In the initial network, the equilibrium lay by evenly distributing traffic half-half between the top route and the bottom route, with mean cost of 1.5. Suppose the cost represents the number of hours it takes, and the city planners held this big meeting decrying the state of the transportation system: “it is completely unacceptable that it would take an average commuter an hour and a half to go to work,” and so the urban planners decide to build an ultra-efficient bridge between node $v$ and $w$ that takes nearly negligible time to traverse, believing that the improved infrastructure will alleviate some of the congestion. To their surprise, a few days later it was reported that after the addition of the new road, the average commute time somehow increased to two hours [1]! What happened?

It turns out that after adding the negligible cost capacity, commuters on the top ledge soon realized that if they all took the turnpike to $w$, their second leg of the trip will only ever cost $x < 1$, and soon, everyone began imitating them, so eventually the only equilibrium remaining is the $s \to v \to w \to t$ path. This classic example is used to showcase the counterintuitive phenomenon where adding additional capacity to a network where agents are selfishly choosing their own route may reduce efficiency. We call this loss of efficiency  due to the relegation of central control the price of anarchy [2].

However, it should also be interesting to note that this same counterintuitive phenomenon was observed in the epidemic game of infection, where the underlying network is a social contact graph [3]. While this should make theoretical sense, as the agents of this game are individuals who are selfishly attempting to prevent themselves from becoming infected, it seems a little strange. I will give a brief overview of the method and model studied in Zhang, et al.’s report.

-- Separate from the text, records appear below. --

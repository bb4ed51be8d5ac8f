//! Error types for session API operations

/// Errors from session API operations.
///
/// `Transport`, `Server` and `Decode` are the three ways a remote call can
/// fail; callers map them straight into a flow failure without retrying.
#[derive(Debug, Clone, PartialEq, Eq, thiserror::Error)]
pub enum Error {
    #[error("transport error: {0}")]
    Transport(String),

    #[error("server returned {status}: {body}")]
    Server { status: u16, body: String },

    #[error("unexpected response body: {0}")]
    Decode(String),

    #[error("invalid URL: {0}")]
    InvalidUrl(String),

    #[error("invalid form encoding: {0}")]
    InvalidEncoding(String),
}

impl Error {
    /// Short label for logs and metrics.
    pub fn kind(&self) -> &'static str {
        match self {
            Error::Transport(_) => "transport",
            Error::Server { .. } => "server",
            Error::Decode(_) => "decode",
            Error::InvalidUrl(_) => "invalid_url",
            Error::InvalidEncoding(_) => "invalid_encoding",
        }
    }
}

/// Result alias for session API operations.
pub type Result<T> = std::result::Result<T, Error>;
/// Events that drive state transitions.
#[derive(Debug)]
pub enum FlowEvent {
    /// Begin the flow
    Start,
    /// Synchronize returned the manifest
    Synchronized(Manifest),
    /// The surface (or the secure browser) reached the return scheme
    RedirectReached(Url),
    /// The surface tried to open a secondary window
    HandoffRequested(Url),
    /// The surface failed to load or render
    PresentationFailed(String),
    /// The user confirmed leaving the flow
    CancelRequested,
    /// Complete returned the session
    SessionCompleted(Session),
    /// Pagination finished
    AccountsFetched(Session),
    /// The outstanding API call failed
    RequestFailed(connections_api::Error),
}

impl FlowEvent {
    fn label(&self) -> &'static str {
        match self {
            FlowEvent::Start => "start",
            FlowEvent::Synchronized(_) => "synchronized",
            FlowEvent::RedirectReached(_) => "redirect_reached",
            FlowEvent::HandoffRequested(_) => "handoff_requested",
            FlowEvent::PresentationFailed(_) => "presentation_failed",
            FlowEvent::CancelRequested => "cancel_requested",
            FlowEvent::SessionCompleted(_) => "session_completed",
            FlowEvent::AccountsFetched(_) => "accounts_fetched",
            FlowEvent::RequestFailed(_) => "request_failed",
        }
    }
}

/// Actions the driver should execute after a transition.
#[derive(Debug)]
pub enum FlowAction {
    /// Call synchronize
    Synchronize,
    /// Show the hosted page
    Present(Url),
    /// Try the app handoff / secure browser for this URL
    StartHandoff(Url),
    /// Call complete
    CompleteSession,
    /// Run the paginator on this session
    Paginate(Session),
    /// Tear down and deliver the result
    Finish(FlowResult),
    /// No-op
    None,
}
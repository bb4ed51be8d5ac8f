//! Hosted authorization flow orchestrator
//!
//! Drives one account-linking flow end to end and yields exactly one
//! `FlowResult`:
//!
//! 1. `Synchronizing`: create the hosted auth manifest
//! 2. `AwaitingUserAction`: the rendering surface shows the hosted page and
//!    reports navigations; `redirect::classify` spots the terminal redirect
//!    and app handoffs
//! 3. `Completing`: complete the session
//! 4. `Paginating`: collect the remaining accounts
//! 5. `Terminal`: deliver the result, ignore everything after
//!
//! The transitions live in `state::handle_event` (pure, no I/O); `AuthFlow`
//! executes the actions they ask for. Presentation is behind the traits in
//! `surface`.

pub mod error;
pub mod flow;
pub mod redirect;
pub mod state;
pub mod surface;

pub use error::FlowError;
pub use flow::{AuthFlow, Collaborators, SurfaceEvents};
pub use redirect::{Frame, NavigationDecision, NavigationPolicy, classify};
pub use state::{CancelReason, EmptyAccounts, FlowConfig, FlowPhase, FlowResult};
pub use surface::{AppLinkResolver, BrowserOutcome, RenderingSurface, SecureBrowser};
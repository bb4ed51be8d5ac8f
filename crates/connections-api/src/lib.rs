//! Financial Connections session API
//!
//! Typed client for the three session endpoints used by the hosted account
//! linking flow, plus the pieces it is built from. This crate knows nothing
//! about presentation; the flow orchestrator in `auth-flow` drives it.
//!
//! Call sequence for one flow:
//! 1. `ApiClient::synchronize()` returns the `Manifest` with the hosted auth URL
//! 2. The user completes the hosted flow (outside this crate)
//! 3. `ApiClient::complete_session()` returns the `Session` with a first page of accounts
//! 4. `paginate::fetch_all_accounts()` follows `has_more` via `list_accounts()`
//!
//! Request bodies and query strings are produced by `encoder`, which flattens
//! nested parameters into bracket-path keys.

pub mod client;
pub mod constants;
pub mod encoder;
pub mod error;
pub mod models;
pub mod paginate;
pub mod secret;

pub use client::{ApiClient, BoxFuture, SessionApi};
pub use encoder::{Params, Value};
pub use error::{Error, Result};
pub use models::{Account, AccountList, AccountStatus, Manifest, Session};
pub use paginate::{DEFAULT_MAX_ACCOUNTS, fetch_all_accounts};
pub use secret::Secret;
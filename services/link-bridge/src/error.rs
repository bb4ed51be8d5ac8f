//! Service-specific error types

use thiserror::Error;

/// Startup errors. Per-request problems are answered directly as HTTP
/// responses by the bridge handlers and never propagate as Rust errors.
#[derive(Error, Debug)]
pub enum Error {
    #[error("Configuration error: {0}")]
    Config(String),

    #[error("I/O error: {0}")]
    Io(#[from] std::io::Error),

    #[error("TOML parse error: {0}")]
    Toml(#[from] toml::de::Error),
}

/// Result alias using service Error
pub type Result<T> = std::result::Result<T, Error>;
//! Session API endpoint constants
//!
//! Paths are relative to the API base URL. The base can be overridden for
//! tests and staging; the paths cannot.

/// Production API base URL
pub const API_BASE_URL: &str = "https://api.stripe.com/v1";

/// Creates the hosted auth manifest for a session
pub const SYNCHRONIZE_PATH: &str = "financial_connections/sessions/synchronize";

/// Completes the session once the hosted flow has redirected back
pub const COMPLETE_PATH: &str = "link_account_sessions/complete";

/// Cursor-paginated listing of the accounts linked to a session
pub const LIST_ACCOUNTS_PATH: &str = "link_account_sessions/list_accounts";

/// Form content type used for every request body
pub const FORM_CONTENT_TYPE: &str = "application/x-www-form-urlencoded";
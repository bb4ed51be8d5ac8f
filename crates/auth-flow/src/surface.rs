//! Collaborator interfaces implemented by the host
//!
//! The orchestrator never touches concrete presentation types. A host
//! provides three capabilities:
//! - `RenderingSurface` shows the hosted page and is torn down at the end
//! - `AppLinkResolver` tries to hand a URL to an installed app
//! - `SecureBrowser` opens a URL in an isolated, ephemeral browsing context
//!
//! Navigation events flow the other way, through `flow::SurfaceEvents`.
//!
//! Uses `Pin<Box<dyn Future>>` return types for dyn-compatibility
//! (`Arc<dyn AppLinkResolver>`).

use connections_api::BoxFuture;
use url::Url;

/// Displays the hosted authorization page.
pub trait RenderingSurface: Send + Sync {
    /// Load and show `url`. Load failures come back as
    /// `SurfaceEvents::load_failed`.
    fn present(&self, url: &Url);

    /// The flow reached its terminal state; tear the surface down.
    /// Called once, before the result is delivered.
    fn dismiss(&self);
}

/// Platform link resolution (universal links / app links).
pub trait AppLinkResolver: Send + Sync {
    /// Try to open `url` in an installed app that claims it. Resolves to
    /// true if an app took it, false if no app claims the URL.
    fn open_app_link<'a>(&'a self, url: &'a Url) -> BoxFuture<'a, bool>;
}

/// How an ephemeral browsing context ended.
#[derive(Debug, Clone, PartialEq, Eq)]
pub enum BrowserOutcome {
    /// Navigated to a URL with the callback scheme; the context closed itself
    Redirect(Url),
    /// The user closed the browser
    Canceled,
    /// The context could not be started or failed otherwise
    Failed(String),
}

/// Isolated, ephemeral browser used when no app claims a handoff URL.
pub trait SecureBrowser: Send + Sync {
    /// Open `url` and resolve when the context reaches `callback_scheme` or
    /// is closed.
    fn open<'a>(&'a self, url: &'a Url, callback_scheme: &'a str) -> BoxFuture<'a, BrowserOutcome>;
}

Each agent will choose between three different actions: vaccination, which will cost the individual an expensive price of $c$ but will give them 100% immunity against infection; laissez-faire (their words, not mine), in which the individual do not pay any price but will be the most prone to the disease (at an infection rate of $\lambda$, discussed later); and self-protection, which will cost the individual a more moderate price of $b < c < 1$ (representing the cost of lowered social contact, increased cautiousness, what have you) but will only give them a $\delta < 100\%$ chance of staving off the infection. Their experiments show that the initial distribution of of which agent chooses which method does not affect the observation of their analogue of Braess’ Paradox.

During each epidemic season, we will put off the vaccinated agents as well as $\delta$ of the self-protected individuals into the immune group $I$, and the laissez-faire and the rest of the self-protected individuals into the susceptible group $S$, and we will model the rest of this epidemic season using the SIR model [4] with the immune and susceptible groups given above, and compute the set of infected individuals. We will add a cost of 1 from each infected individual. Now, this is where the actual game comes in. After each epidemic season, each agent will have a probability of switching to one of their neighbor’s action/policy on infection prevention inversely proportional to the cost they paid in the previous epidemic season.

They found that, as expected, when $\delta$, the chance of self-protection succeeding, is low, almost everyone either chose vaccination or laissez-fair because there’s negligible benefit of choosing self-protection; similarly, when $\delta$ is high, almost everyone chose to either self-protect or laissez-fair, as there’s little benefit to pay for the expensive vaccine, and similarly the proportion of the population that gets infected, $R^\circ$, declines at this extreme. The interesting dynamic occurs with mild/moderately low levels of $\delta$: here, people are beginning to notice the benefits of self-protection, and because it costs lower, it begins to be more wildly adopted (selfishly); unfortunately self-protection is still not very effective, yet it mostly steals away from the vaccination group, so the number of infected people actually begins increasing with increased effectiveness of infection protection!

Increase in disease prevention “paradoxically” increases the percent of the population infected. The pink zone is when self-protection is ineffective so there is no adoption, the blue zone is when increases in medical advances decrease the chance of being infected, the green zone represents this paradox.

In a sense, in a utilitarian equilibrium perhaps governed by a centralized health bureau, an increase in immunization effectiveness should either stay or reduce the number of infected individuals (based on whether the cost of self-protection is feasible). But because the agents are selfish, they wish to reduce their own expected cost by switching off of the expensive vaccination even when they can afford it, and we see a spike in infection rates as a result. The price of this selfishness is given by the spike in infection rates, and it is the price of anarchy.